Forget stepping out of your comfort zone; James Cook University’s nursing and midwifery students have sailed out of their comfort zone by taking part in Youth With a Mission’s (YWAM) Medical Ship initiative to Papua New Guinea.

One in four of the pacific nation’s children under the age of 15, comprising 43 per cent of the total population, won’t live to the age of 40.

Almost 90 per cent of the country’s population live in remote areas made difficult to access by rivers and other rough terrain, so the vessel provides an invaluable service.

JCU Nursing and Midwifery senior lecturer Dr Marie McAuliffe said the experience has proven to be a formative one for students, as they discover their own styles of administering their healthcare skills.

“Before we went, I think the reasons the students wanted to go was to have an adventure, and to have experiences somewhere different to an Australian healthcare setting,” Marie says. “I took some notes while I was watching students in their practice and things that I saw was about how they drew things out of their own personal strengths to work in the low-resource setting of remote PNG.

“Their resilience, their ability to adapt and work in teams was evident. It was just phenomenal to watch each student’s growth which happened really quickly, and it happened really quickly because the students were really well prepared for professional practice, but just hadn’t had a chance to practice their skills in a different type of setting.”

Nursing student playing with Papua New Guinea children
Nursing students in a boat to deliver healthcare to remote communities
Nursing students sailed out of their comfort zones and all the way to Papua New Guinea to deliver healthcare to remote areas.

Rising to the challenge

The remote location of many of PNG’s villages and the terrain of winding rivers and dense forest presents challenging working conditions that students could experience and learn from during their YWAM outreach.

The commitment of these budding nurses and midwives to the areas of rural, remote and tropical health provided a huge benefit for the communities they visited.

“These are very remote villages and there is no other health care,” Marie says.  “On one of our two week outreaches we completed over 4000 childhood immunisations.

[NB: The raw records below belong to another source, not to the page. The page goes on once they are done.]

//! Transport seam: submit a built request, get a status and body back.

use async_trait::async_trait;

use crate::errors::TransportError;

/// Ordered header list with case-insensitive lookup.
#[derive(Debug, Clone, Default, PartialEq, Eq)]
pub struct Headers {
    entries: Vec<(String, String)>,
}

impl Headers {
    pub fn new() -> Self {
        Self::default()
    }

    /// Replace every header with this name (any case) by a single value.
    pub fn set(&mut self, name: impl Into<String>, value: impl Into<String>) {
        let name = name.into();
        self.remove(&name);
        self.entries.push((name, value.into()));
    }

    /// Add a value without touching existing headers of the same name.
    pub fn append(&mut self, name: impl Into<String>, value: impl Into<String>) {
        self.entries.push((name.into(), value.into()));
    }

    pub fn get(&self, name: &str) -> Option<&str> {
        self.entries
            .iter()
            .find(|(n, _)| n.eq_ignore_ascii_case(name))
            .map(|(_, v)| v.as_str())
    }

    pub fn remove(&mut self, name: &str) {
        self.entries.retain(|(n, _)| !n.eq_ignore_ascii_case(name));
    }

    pub fn iter(&self) -> impl Iterator<Item = (&str, &str)> {
        self.entries.iter().map(|(n, v)| (n.as_str(), v.as_str()))
    }

    pub fn len(&self) -> usize {
        self.entries.len()
    }

    pub fn is_empty(&self) -> bool {
        self.entries.is_empty()
    }
}

/// A fully built outbound request.
#[derive(Debug, Clone, PartialEq, Eq)]
pub struct HttpRequest {
    pub method: String,
    pub url: String,
    pub headers: Headers,
    pub body: Vec<u8>,
}

impl HttpRequest {
    pub fn body_text(&self) -> String {
        String::from_utf8_lossy(&self.body).into_owned()
    }
}

/// Raw response: status code and body bytes.
#[derive(Debug, Clone, PartialEq, Eq)]
pub struct HttpResponse {
    pub status: u16,
    pub body: Vec<u8>,
}

impl HttpResponse {
    pub fn new(status: u16, body: impl Into<Vec<u8>>) -> Self {
        Self {
            status,
            body: body.into(),
        }
    }
}

/// Network transport. Errors mean the request could not be sent or no status
/// came back; any status code, good or bad, is an `Ok`.
#[async_trait]
pub trait Transport: Send + Sync {
    async fn submit(&self, request: HttpRequest) -> Result<HttpResponse, TransportError>;
}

For most of the people, most of the time, women have no access to any maternity care, there is no access to medical care in most of the villages.

“For our students, they get to work much more autonomously in a primary healthcare setting, under supervision obviously. They get to experience not only true autonomous experience, but they get to practice their skills in a really high level way.”

The experience proves invaluable for the students in that it not only tests their skills, but also illustrates just how much they know from studying at JCU.

“They learned to recognise that they do have high-level knowledge and skills, and they can apply those skills in any setting,” Marie says. “In a high-resource setting, say one of our major hospitals, there is lots of equipment and backup and sometimes students just don’t realise just how much they do know and what they can do.

“When you’ve got a low resource setting where all you’re relying on is your knowledge and skills, you realise how much you do know and how much you can do.”

JCU’s participation in the YWAM Medical Ships program has been running since 2018.